Wednesday, January 31, 2007

Poetry for peace?

John Dear SJ, in his column On the Road to Peace, writes about Denise Levertov, one of the leading poets of the century, friend of Thomas Merton and Daniel Berrigan, Catholic convert and outspoken anti-war activist.
These days, as the U.S. bombs Iraq and Afghanistan, funds Israel's occupation of Palestinians, ignores the starving masses from Darfur to Haiti, and maintains thousands of nuclear weapons, we need the wisdom and consolation of Denise Levertov to inspire us.

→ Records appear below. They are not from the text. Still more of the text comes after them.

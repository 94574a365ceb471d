// This Source Code Form is subject to the terms of the Mozilla Public
// License, v. 2.0. If a copy of the MPL was not distributed with this
// file, You can obtain one at https://mozilla.org/MPL/2.0/.

/*! Filtering rules applied to resource name listings. */

use regex::Regex;

/// Reports whether `haystack` contains `needle`.
///
/// Comparison is on the exact character sequence, or on the
/// `str::to_lowercase` folding of both strings when `ignore_case` is
/// set.
///
/// An empty `needle` matches everything. An empty `haystack` also
/// matches, whatever the needle. Callers relying on substring search
/// proper must ensure both strings are non-empty.
pub fn name_contains(haystack: &str, needle: &str, ignore_case: bool) -> bool {
    if needle.is_empty() || haystack.is_empty() {
        return true;
    }

    if ignore_case {
        haystack.to_lowercase().contains(&needle.to_lowercase())
    } else {
        haystack.contains(needle)
    }
}

/// A rule selecting resources by name out of a listing.
#[derive(Clone, Debug)]
pub enum Selector {
    /// Select every resource.
    All,

    /// Select names containing a substring, per [name_contains].
    NameContains { pattern: String, ignore_case: bool },

    /// Select names containing any of a list of substrings.
    ///
    /// Equivalent to evaluating [Selector::NameContains] once per
    /// pattern and concatenating the selections in pattern order. A name
    /// matched by multiple patterns is selected once per matching
    /// pattern. No patterns selects nothing, even though a single empty
    /// pattern selects everything.
    NameIn {
        patterns: Vec<String>,
        ignore_case: bool,
    },

    /// Select names the regular expression finds a match in.
    ///
    /// The match is unanchored: the expression needs to match somewhere
    /// in the name, not span it.
    NameMatchesRegex(Regex),
}

impl Selector {
    /// Evaluate the selector against a name listing.
    ///
    /// Returns indices into `names` in selection order.
    pub fn select(&self, names: &[String]) -> Vec<usize> {
        match self {
            Selector::All => (0..names.len()).collect(),
            Selector::NameContains {
                pattern,
                ignore_case,
            } => names
                .iter()
                .enumerate()
                .filter(|(_, name)| name_contains(name, pattern, *ignore_case))
                .map(|(i, _)| i)
                .collect(),
            Selector::NameIn {
                patterns,
                ignore_case,
            } => patterns
                .iter()
                .flat_map(|pattern| {
                    names
                        .iter()
                        .enumerate()
                        .filter(move |(_, name)| name_contains(name, pattern, *ignore_case))
                        .map(|(i, _)| i)
                })
                .collect(),
            Selector::NameMatchesRegex(re) => names
                .iter()
                .enumerate()
                .filter(|(_, name)| re.is_match(name))
                .map(|(i, _)| i)
                .collect(),
        }
    }
}
// This Source Code Form is subject to the terms of the Mozilla Public
// License, v. 2.0. If a copy of the MPL was not distributed with this
// file, You can obtain one at https://mozilla.org/MPL/2.0/.

use std::borrow::Cow;

/// Represents an indexed resource inside a resource pack.
///
/// Fields are `Cow<T>` and can either hold a borrowed reference or owned
/// data. Instances produced by the parser borrow from the packed data
/// blob, enabling zero-copy reads.
#[derive(Clone, Debug, PartialEq, Eq)]
pub struct PackedResource<'a> {
    /// The resource name.
    ///
    /// Names serve as the lookup key within a pack.
    pub name: Cow<'a, str>,

    /// The resource content bytes.
    pub data: Cow<'a, [u8]>,
}

impl<'a> Default for PackedResource<'a> {
    fn default() -> Self {
        Self {
            name: Cow::Borrowed(""),
            data: Cow::Borrowed(&[]),
        }
    }
}

impl<'a> PackedResource<'a> {
    /// Convert the instance to a variant that owns all its data.
    pub fn to_owned(&self) -> PackedResource<'static> {
        PackedResource {
            name: Cow::Owned(self.name.clone().into_owned()),
            data: Cow::Owned(self.data.clone().into_owned()),
        }
    }
}
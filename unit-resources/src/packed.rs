// This Source Code Form is subject to the terms of the Mozilla Public
// License, v. 2.0. If a copy of the MPL was not distributed with this
// file, You can obtain one at https://mozilla.org/MPL/2.0/.

/*! Compiled unit backed by serialized resource pack data.

Resource packs are typically embedded in a binary's read-only data
segment and borrowed for the lifetime of the process. [PackedUnit]
parses the pack once at construction and serves queries from the
parsed entries without copying resource data.
*/

use {
    crate::{
        unit::{CompiledUnit, ResourceRead},
        Error, ResourceResult,
    },
    log::debug,
    std::io::Cursor,
    unit_packed_resources::{load_resource_pack, PackedResource},
};

/// A compiled unit whose resources come from serialized pack data.
///
/// The pack data is borrowed, not copied. Malformed pack data is
/// rejected at construction with [Error::InvalidUnit].
#[derive(Clone, Debug)]
pub struct PackedUnit<'a> {
    name: String,
    resources: Vec<PackedResource<'a>>,
}

impl<'a> PackedUnit<'a> {
    /// Parse serialized resource pack data into a unit.
    pub fn new(name: impl ToString, data: &'a [u8]) -> ResourceResult<Self> {
        let name = name.to_string();

        let resources = load_resource_pack(data)
            .and_then(|iter| iter.collect::<Result<Vec<_>, &'static str>>())
            .map_err(|reason| Error::InvalidUnit {
                unit: name.clone(),
                reason: reason.to_string(),
            })?;

        debug!(
            "loaded resource pack for unit {} with {} resources",
            name,
            resources.len()
        );

        Ok(Self { name, resources })
    }

    /// Number of resources in the pack.
    pub fn len(&self) -> usize {
        self.resources.len()
    }

    pub fn is_empty(&self) -> bool {
        self.resources.is_empty()
    }
}

impl<'a> CompiledUnit for PackedUnit<'a> {
    fn unit_name(&self) -> &str {
        &self.name
    }

    fn resource_names(&self) -> ResourceResult<Vec<String>> {
        Ok(self
            .resources
            .iter()
            .map(|resource| resource.name.to_string())
            .collect())
    }

    fn open_resource(&self, name: &str) -> ResourceResult<Box<dyn ResourceRead + '_>> {
        self.resources
            .iter()
            .find(|resource| resource.name.as_ref() == name)
            .map(|resource| {
                Box::new(Cursor::new(resource.data.as_ref())) as Box<dyn ResourceRead>
            })
            .ok_or_else(|| Error::ResourceNotFound {
                unit: self.name.clone(),
                name: name.to_string(),
            })
    }
}
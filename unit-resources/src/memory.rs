// This Source Code Form is subject to the terms of the Mozilla Public
// License, v. 2.0. If a copy of the MPL was not distributed with this
// file, You can obtain one at https://mozilla.org/MPL/2.0/.

/*! Compiled unit backed by in-memory buffers. */

use {
    crate::{
        unit::{CompiledUnit, ResourceRead},
        Error, ResourceResult,
    },
    std::io::Cursor,
};

/// A compiled unit whose resources live in memory.
///
/// Resources are stored in insertion order and listed in that order.
/// Mostly useful for tests and for programs that synthesize resources
/// at run time.
#[derive(Clone, Debug, Default)]
pub struct MemoryUnit {
    name: String,
    resources: Vec<(String, Vec<u8>)>,
}

impl MemoryUnit {
    /// Create an empty unit with the given name.
    pub fn new(name: impl ToString) -> Self {
        Self {
            name: name.to_string(),
            resources: vec![],
        }
    }

    /// Register a resource.
    ///
    /// If a resource with this name already exists, its content is
    /// replaced and its listing position retained.
    pub fn add_resource(&mut self, name: impl ToString, data: impl Into<Vec<u8>>) {
        let name = name.to_string();
        let data = data.into();

        if let Some(entry) = self.resources.iter_mut().find(|(n, _)| *n == name) {
            entry.1 = data;
        } else {
            self.resources.push((name, data));
        }
    }

    /// Number of registered resources.
    pub fn len(&self) -> usize {
        self.resources.len()
    }

    pub fn is_empty(&self) -> bool {
        self.resources.is_empty()
    }
}

impl CompiledUnit for MemoryUnit {
    fn unit_name(&self) -> &str {
        &self.name
    }

    fn resource_names(&self) -> ResourceResult<Vec<String>> {
        Ok(self.resources.iter().map(|(name, _)| name.clone()).collect())
    }

    fn open_resource(&self, name: &str) -> ResourceResult<Box<dyn ResourceRead + '_>> {
        self.resources
            .iter()
            .find(|(n, _)| n == name)
            .map(|(_, data)| Box::new(Cursor::new(data.as_slice())) as Box<dyn ResourceRead>)
            .ok_or_else(|| Error::ResourceNotFound {
                unit: self.name.clone(),
                name: name.to_string(),
            })
    }
}
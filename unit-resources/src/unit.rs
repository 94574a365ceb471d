// This Source Code Form is subject to the terms of the Mozilla Public
// License, v. 2.0. If a copy of the MPL was not distributed with this
// file, You can obtain one at https://mozilla.org/MPL/2.0/.

/*! Storage-agnostic interface to compiled units and their resources. */

use {
    crate::ResourceResult,
    std::{
        fmt::{Debug, Formatter},
        io::{Read, Seek},
    },
};

/// A readable, seekable resource content stream.
///
/// Handles are independently positioned: reading one never affects
/// another, even when both expose the same resource.
pub trait ResourceRead: Read + Seek {}

impl<T: Read + Seek> ResourceRead for T {}

/// A compiled binary unit carrying embedded resources.
///
/// Implementations supply the listing and access primitives for one
/// storage mechanism; the query layer provides filtering and projection
/// on top. Resources form a flat namespace: a name is an opaque key
/// with no directory semantics.
pub trait CompiledUnit {
    /// Name identifying this unit in diagnostics and errors.
    fn unit_name(&self) -> &str;

    /// Names of every resource in this unit, in listing order.
    ///
    /// Listing order is stable for a given unit. Errors with
    /// [crate::Error::InvalidUnit] when a listing cannot be produced.
    fn resource_names(&self) -> ResourceResult<Vec<String>>;

    /// Open a fresh read handle on the resource with exactly this name.
    ///
    /// Errors with [crate::Error::ResourceNotFound] when the unit has no
    /// resource of that name.
    fn open_resource(&self, name: &str) -> ResourceResult<Box<dyn ResourceRead + '_>>;
}

/// Describes a single resource within a compiled unit.
///
/// Descriptors are cheap handles: they hold the resource name and a
/// reference to its unit, not the content. Content is obtained on
/// demand via [ResourceDescriptor::open] and the read helpers.
#[derive(Clone)]
pub struct ResourceDescriptor<'a> {
    unit: &'a dyn CompiledUnit,
    name: String,
}

impl<'a> Debug for ResourceDescriptor<'a> {
    fn fmt(&self, f: &mut Formatter<'_>) -> std::fmt::Result {
        f.debug_struct("ResourceDescriptor")
            .field("unit", &self.unit.unit_name())
            .field("name", &self.name)
            .finish()
    }
}

impl<'a> ResourceDescriptor<'a> {
    pub(crate) fn new(unit: &'a dyn CompiledUnit, name: String) -> Self {
        Self { unit, name }
    }

    /// The resource name within its unit.
    pub fn name(&self) -> &str {
        &self.name
    }

    /// The name of the unit the resource belongs to.
    pub fn unit_name(&self) -> &str {
        self.unit.unit_name()
    }

    /// Open a fresh content stream positioned at the start.
    ///
    /// Every call returns an independent handle.
    pub fn open(&self) -> ResourceResult<Box<dyn ResourceRead + 'a>> {
        self.unit.open_resource(&self.name)
    }

    /// Read the full content bytes.
    pub fn read_bytes(&self) -> ResourceResult<Vec<u8>> {
        let mut reader = self.open()?;

        let mut data = Vec::new();
        reader.read_to_end(&mut data)?;

        Ok(data)
    }

    /// Read the full content decoded as text.
    pub fn read_string(&self) -> ResourceResult<String> {
        let data = self.read_bytes()?;

        crate::decode_text(self.unit.unit_name(), &self.name, &data)
    }
}
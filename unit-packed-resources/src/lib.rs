// This Source Code Form is subject to the terms of the Mozilla Public
// License, v. 2.0. If a copy of the MPL was not distributed with this
// file, You can obtain one at https://mozilla.org/MPL/2.0/.

/*! Unit Packed Resources

This crate defines and implements a data format for storing named data
resources inside a compiled binary unit. We call this data format
*packed unit resources*.

The idea is that a producer collects the data resources a program wants
available at run time, names each one, and serializes all of them out to
a single binary data structure, which is then embedded in a compiled
binary (e.g. via `include_bytes!`) or shipped next to it. Later, the
data structure is parsed back into its constituent resources without
copying their content bytes out of the blob.

# Data Format

A packed resources blob is, in order:

* An 8 byte header, `unitres` followed by a version byte (`\x01`).
* A global header consisting of a `u8` count of blob sections, a `u32`
  length of the blob index, a `u32` count of resources, and a `u32`
  length of the resources index. Multi-byte integers are little-endian
  throughout.
* The *blob index*: one entry per blob section, each a sequence of
  tagged fields (start of entry, resource field type, raw payload
  length, end of entry), terminated by an end of index marker.
* The *resources index*: one entry per resource, each a sequence of
  tagged fields declaring the length of that resource's name (`u16`)
  and, if non-empty, its data (`u64`), terminated by an end of index
  marker. The name field is required.
* The blob payloads, grouped by field in blob index order: every
  resource name back to back, then every resource's data back to back.

Lengths in the index are relied upon to locate a given resource's bytes
within the payload sections, so resources can be accessed as slices of
the original blob.
*/

mod parser;
mod resource;
mod serialization;
mod writer;

pub use crate::{
    parser::{load_resource_pack, ResourcePackIterator},
    resource::PackedResource,
    serialization::HEADER_V1,
    writer::write_resource_pack_v1,
};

It all boils down, she says, to "the imagination of peace":

A voice from the dark called out,
"The poets must give us
imagination of peace, to oust the intense, familiar
imagination of disaster. Peace, not only
the absence of war."


An axiom applicable to every warmaking culture -- one of its first losses, the imagination. No one can conceive of a world without war, poverty or nuclear weapons. But poets like Denise Levertov restore our vision. They open our minds to imagine an imponderable world, and push us to announce that vision, and make it come true:

The choice: to speak
or not to speak.
We spoke.
Those of whom we spoke
had not that choice.


Drawing on Denise's inspiration, we too can speak out against war, poverty and nuclear weapons and hope stubbornly for a day in which all might live in peace.